Joel Hanrahan will be taking the ball in the ninth inning. The Pirates waited just three days into camp to announce that Hanrahan would take over as the team's closer. Evan Meek will be the Pirates' primary setup man.
"Those last three outs are the most important outs in the game," Hanrahan said. "You have to go out there with the mindset that you have three outs to get, and let's get it done and go home."
What to watch:
The Pirates must determine how Scott Olsen fits into their immediate plans. A hamstring injury put Olsen behind schedule, and he has not yet pitched in a game. That first appearance should be coming soon, but Olsen might not be able to build up his arm enough to be ready to start out of the gate. In the meantime, Charlie Morton is making a strong case for the fifth spot in the rotation.
"I think there's still time for [Olsen] to get involved," Hurdle said. "If he can stay healthy on the mound, he can push this thing through."

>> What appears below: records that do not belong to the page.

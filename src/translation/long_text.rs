use crate::utils::Result;
use regex::Regex;
use std::future::Future;
use std::sync::OnceLock;

static SENTENCE_END: OnceLock<Regex> = OnceLock::new();

fn sentence_end() -> &'static Regex {
    SENTENCE_END.get_or_init(|| Regex::new(r"[.!?]+\s*").expect("sentence end regex must compile"))
}

/// Splits text that is too long for a single translation request into pieces
/// that end on sentence boundaries.
pub struct LongTextHandler {
    max_chars: usize,
}

impl LongTextHandler {
    pub fn new(max_chars: usize) -> Self {
        Self {
            max_chars: max_chars.max(1),
        }
    }

    pub fn needs_chunking(&self, content: &str) -> bool {
        content.chars().count() > self.max_chars
    }

    /// Concatenating the returned pieces gives back `content` exactly. A single
    /// sentence longer than the limit is split on character boundaries.
    pub fn chunk_content<'a>(&self, content: &'a str) -> Vec<&'a str> {
        if !self.needs_chunking(content) {
            return vec![content];
        }

        let mut chunks = Vec::new();
        let mut chunk_start = 0;
        let mut chunk_chars = 0;
        let mut sentence_start = 0;

        let mut boundaries: Vec<usize> = sentence_end().find_iter(content).map(|m| m.end()).collect();
        if boundaries.last() != Some(&content.len()) {
            boundaries.push(content.len());
        }

        for end in boundaries {
            let sentence = &content[sentence_start..end];
            let sentence_chars = sentence.chars().count();

            if chunk_chars + sentence_chars > self.max_chars && chunk_chars > 0 {
                chunks.push(&content[chunk_start..sentence_start]);
                chunk_start = sentence_start;
                chunk_chars = 0;
            }

            if sentence_chars > self.max_chars {
                for piece in self.split_by_chars(sentence) {
                    chunks.push(piece);
                }
                chunk_start = end;
                chunk_chars = 0;
            } else {
                chunk_chars += sentence_chars;
            }

            sentence_start = end;
        }

        if chunk_start < content.len() {
            chunks.push(&content[chunk_start..]);
        }

        chunks
    }

    /// Sends each non-blank chunk of `content` through `translate`, in order,
    /// and merges the results. The first failing chunk fails the whole text.
    pub async fn translate_with<'a, F, Fut>(&self, content: &'a str, mut translate: F) -> Result<String>
    where
        F: FnMut(&'a str) -> Fut,
        Fut: Future<Output = Result<String>>,
    {
        let chunks = self.chunk_content(content);
        if chunks.len() > 1 {
            tracing::debug!(chunks = chunks.len(), "Translating long text in pieces");
        }

        let mut translated = Vec::with_capacity(chunks.len());
        for chunk in chunks {
            if chunk.trim().is_empty() {
                continue;
            }
            translated.push(translate(chunk).await?);
        }

        Ok(self.merge_translations(translated))
    }

    pub fn merge_translations(&self, translated_chunks: Vec<String>) -> String {
        translated_chunks
            .iter()
            .map(|chunk| chunk.trim())
            .filter(|chunk| !chunk.is_empty())
            .collect::<Vec<_>>()
            .join(" ")
    }

    fn split_by_chars<'a>(&self, text: &'a str) -> Vec<&'a str> {
        let mut pieces = Vec::new();
        let mut start = 0;
        let mut count = 0;
        for (idx, _) in text.char_indices() {
            if count == self.max_chars {
                pieces.push(&text[start..idx]);
                start = idx;
                count = 0;
            }
            count += 1;
        }
        if start < text.len() {
            pieces.push(&text[start..]);
        }
        pieces
    }
}

#[cfg(test)]
mod tests {
    use super::*;
    use crate::utils::AnalyzerError;

    #[test]
    fn test_short_text_is_one_chunk() {
        let handler = LongTextHandler::new(100);
        assert_eq!(handler.chunk_content("Hola. Adiós."), vec!["Hola. Adiós."]);
    }

    #[test]
    fn test_chunks_end_on_sentence_boundaries() {
        let handler = LongTextHandler::new(13);
        let text = "Uno dos. Tres cuatro. Cinco!";
        let chunks = handler.chunk_content(text);

        assert_eq!(chunks, vec!["Uno dos. ", "Tres cuatro. ", "Cinco!"]);
        assert_eq!(chunks.concat(), text);
    }

    #[test]
    fn test_oversized_sentence_split_by_chars() {
        let handler = LongTextHandler::new(4);
        let chunks = handler.chunk_content("añoñaño");
        assert_eq!(chunks, vec!["añoñ", "año"]);
    }

    #[tokio::test]
    async fn test_translate_with_joins_every_chunk() {
        let handler = LongTextHandler::new(13);
        let mut seen = Vec::new();

        let merged = handler
            .translate_with("Uno dos. Tres cuatro. Cinco!", |chunk| {
                seen.push(chunk.to_string());
                async move { Ok::<_, AnalyzerError>(chunk.to_uppercase()) }
            })
            .await
            .unwrap();

        assert_eq!(seen, vec!["Uno dos. ", "Tres cuatro. ", "Cinco!"]);
        assert_eq!(merged, "UNO DOS. TRES CUATRO. CINCO!");
    }

    #[tokio::test]
    async fn test_translate_with_skips_blank_chunks() {
        let handler = LongTextHandler::new(2);
        let mut calls = 0;

        let merged = handler
            .translate_with("     ", |chunk| {
                calls += 1;
                async move { Ok::<_, AnalyzerError>(chunk.to_string()) }
            })
            .await
            .unwrap();

        assert_eq!(calls, 0);
        assert_eq!(merged, "");
    }

    #[tokio::test]
    async fn test_translate_with_stops_on_failure() {
        let handler = LongTextHandler::new(13);
        let mut calls = 0;

        let err = handler
            .translate_with("Uno dos. Tres cuatro. Cinco!", |chunk| {
                calls += 1;
                let fail = calls == 2;
                async move {
                    if fail {
                        Err(AnalyzerError::ApiError("API returned 503".into()))
                    } else {
                        Ok(chunk.to_string())
                    }
                }
            })
            .await
            .unwrap_err();

        assert_eq!(calls, 2);
        assert!(matches!(err, AnalyzerError::ApiError(_)));
    }

    #[test]
    fn test_merge_trims_and_joins() {
        let handler = LongTextHandler::new(10);
        let merged = handler.merge_translations(vec![
            "One two. ".to_string(),
            " ".to_string(),
            "Three.".to_string(),
        ]);
        assert_eq!(merged, "One two. Three.");
    }
}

The Ryan Doumit trade watch continues. The Pirates have yet to pull a trigger on a deal that would send Doumit elsewhere, though a trade could still happen before Opening Day. If Doumit stays with the team, the Pirates must decide whether to slot him into a traditional backup catcher role or keep him available off the bench by carrying a third catcher.
"[Trade] conversation continue to go on on all fronts," general manager Neal Huntington said. "We keep trying to puzzle the bench together and figure out how they are all going to fit."
Hurdle hasn't committed to a lineup yet, nor has he named an Opening Day starter. While battles for the last few bench and bullpen spots will remain a focus during the final weeks of camp, these are two decisions that are critical, too. The biggest question is whether Andrew McCutchen will hit first or third.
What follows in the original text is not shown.